Nothing may be dropped. Retype the whole listing exactly.

§ §

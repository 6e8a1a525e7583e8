//! Tracing setup for the quill binary.
//!
//! `QUILL_LOG_FORMAT` picks the output:
//!
//! - `text` (default): flat `tracing-subscriber` lines
//! - `tree`: indented spans via `tracing-tree`, one level per driver sweep
//! - `json`: one JSON object per span or event
//!
//! ```bash
//! QUILL_LOG=debug QUILL_LOG_FORMAT=tree quill program.json
//! QUILL_LOG="quill_resolver=trace,quill_driver=debug" quill program.json
//! ```
//!
//! Nothing is installed unless `QUILL_LOG` or `RUST_LOG` is set.

use tracing_subscriber::prelude::*;
use tracing_subscriber::{EnvFilter, Registry, fmt};

#[derive(Debug, Clone, Copy, PartialEq, Eq)]
pub enum LogFormat {
    Text,
    Tree,
    Json,
}

impl LogFormat {
    fn parse(value: &str) -> Self {
        match value.to_lowercase().as_str() {
            "tree" => Self::Tree,
            "json" => Self::Json,
            _ => Self::Text,
        }
    }

    fn from_env() -> Self {
        Self::parse(&std::env::var("QUILL_LOG_FORMAT").unwrap_or_default())
    }
}

/// `QUILL_LOG` takes precedence over `RUST_LOG`.
fn build_filter() -> EnvFilter {
    if let Ok(val) = std::env::var("QUILL_LOG") {
        EnvFilter::builder().parse_lossy(val)
    } else {
        EnvFilter::from_default_env()
    }
}

/// Install the global subscriber. Output goes to stderr so stdout only ever
/// carries diagnostics.
pub fn init_tracing() {
    let has_quill_log = std::env::var("QUILL_LOG").is_ok();
    let has_rust_log = std::env::var("RUST_LOG").is_ok();
    if !has_quill_log && !has_rust_log {
        return;
    }

    let filter = build_filter();
    match LogFormat::from_env() {
        LogFormat::Tree => {
            let tree_layer = tracing_tree::HierarchicalLayer::default()
                .with_writer(std::io::stderr)
                .with_indent_amount(2)
                .with_indent_lines(true)
                .with_deferred_spans(true)
                .with_targets(true);

            Registry::default().with(filter).with(tree_layer).init();
        }
        LogFormat::Json => {
            let json_layer = fmt::layer().json().with_writer(std::io::stderr);

            Registry::default().with(filter).with(json_layer).init();
        }
        LogFormat::Text => {
            tracing_subscriber::fmt()
                .with_env_filter(filter)
                .with_writer(std::io::stderr)
                .init();
        }
    }
}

§ §

- _ANSWER SECTION_:
repository 6e8a1a525e7583e8
//! Tracing setup for the quill binary.
//!
//! `QUILL_LOG_FORMAT` picks the output:
//!
//! - `text` (default): flat `tracing-subscriber` lines
//! - `tree`: indented spans via `tracing-tree`, one level per driver sweep
//! - `json`: one JSON object per span or event
//!
//! ```bash
//! QUILL_LOG=debug QUILL_LOG_FORMAT=tree quill program.json
//! QUILL_LOG="quill_resolver=trace,quill_driver=debug" quill program.json
//! ```
//!
//! Nothing is installed unless `QUILL_LOG` or `RUST_LOG` is set.

use tracing_subscriber::prelude::*;
use tracing_subscriber::{EnvFilter, Registry, fmt};

#[derive(Debug, Clone, Copy, PartialEq, Eq)]
pub enum LogFormat {
    Text,
    Tree,
    Json,
}

impl LogFormat {
    fn parse(value: &str) -> Self {
        match value.to_lowercase().as_str() {
            "tree" => Self::Tree,
            "json" => Self::Json,
            _ => Self::Text,
        }
    }

    fn from_env() -> Self {
        Self::parse(&std::env::var("QUILL_LOG_FORMAT").unwrap_or_default())
    }
}

/// `QUILL_LOG` takes precedence over `RUST_LOG`.
fn build_filter() -> EnvFilter {
    if let Ok(val) = std::env::var("QUILL_LOG") {
        EnvFilter::builder().parse_lossy(val)
    } else {
        EnvFilter::from_default_env()
    }
}

/// Install the global subscriber. Output goes to stderr so stdout only ever
/// carries diagnostics.
pub fn init_tracing() {
    let has_quill_log = std::env::var("QUILL_LOG").is_ok();
    let has_rust_log = std::env::var("RUST_LOG").is_ok();
    if !has_quill_log && !has_rust_log {
        return;
    }

    let filter = build_filter();
    match LogFormat::from_env() {
        LogFormat::Tree => {
            let tree_layer = tracing_tree::HierarchicalLayer::default()
                .with_writer(std::io::stderr)
                .with_indent_amount(2)
                .with_indent_lines(true)
                .with_deferred_spans(true)
                .with_targets(true);

            Registry::default().with(filter).with(tree_layer).init();
        }
        LogFormat::Json => {
            let json_layer = fmt::layer().json().with_writer(std::io::stderr);

            Registry::default().with(filter).with(json_layer).init();
        }
        LogFormat::Text => {
            tracing_subscriber::fmt()
                .with_env_filter(filter)
                .with_writer(std::io::stderr)
                .init();
        }
    }
}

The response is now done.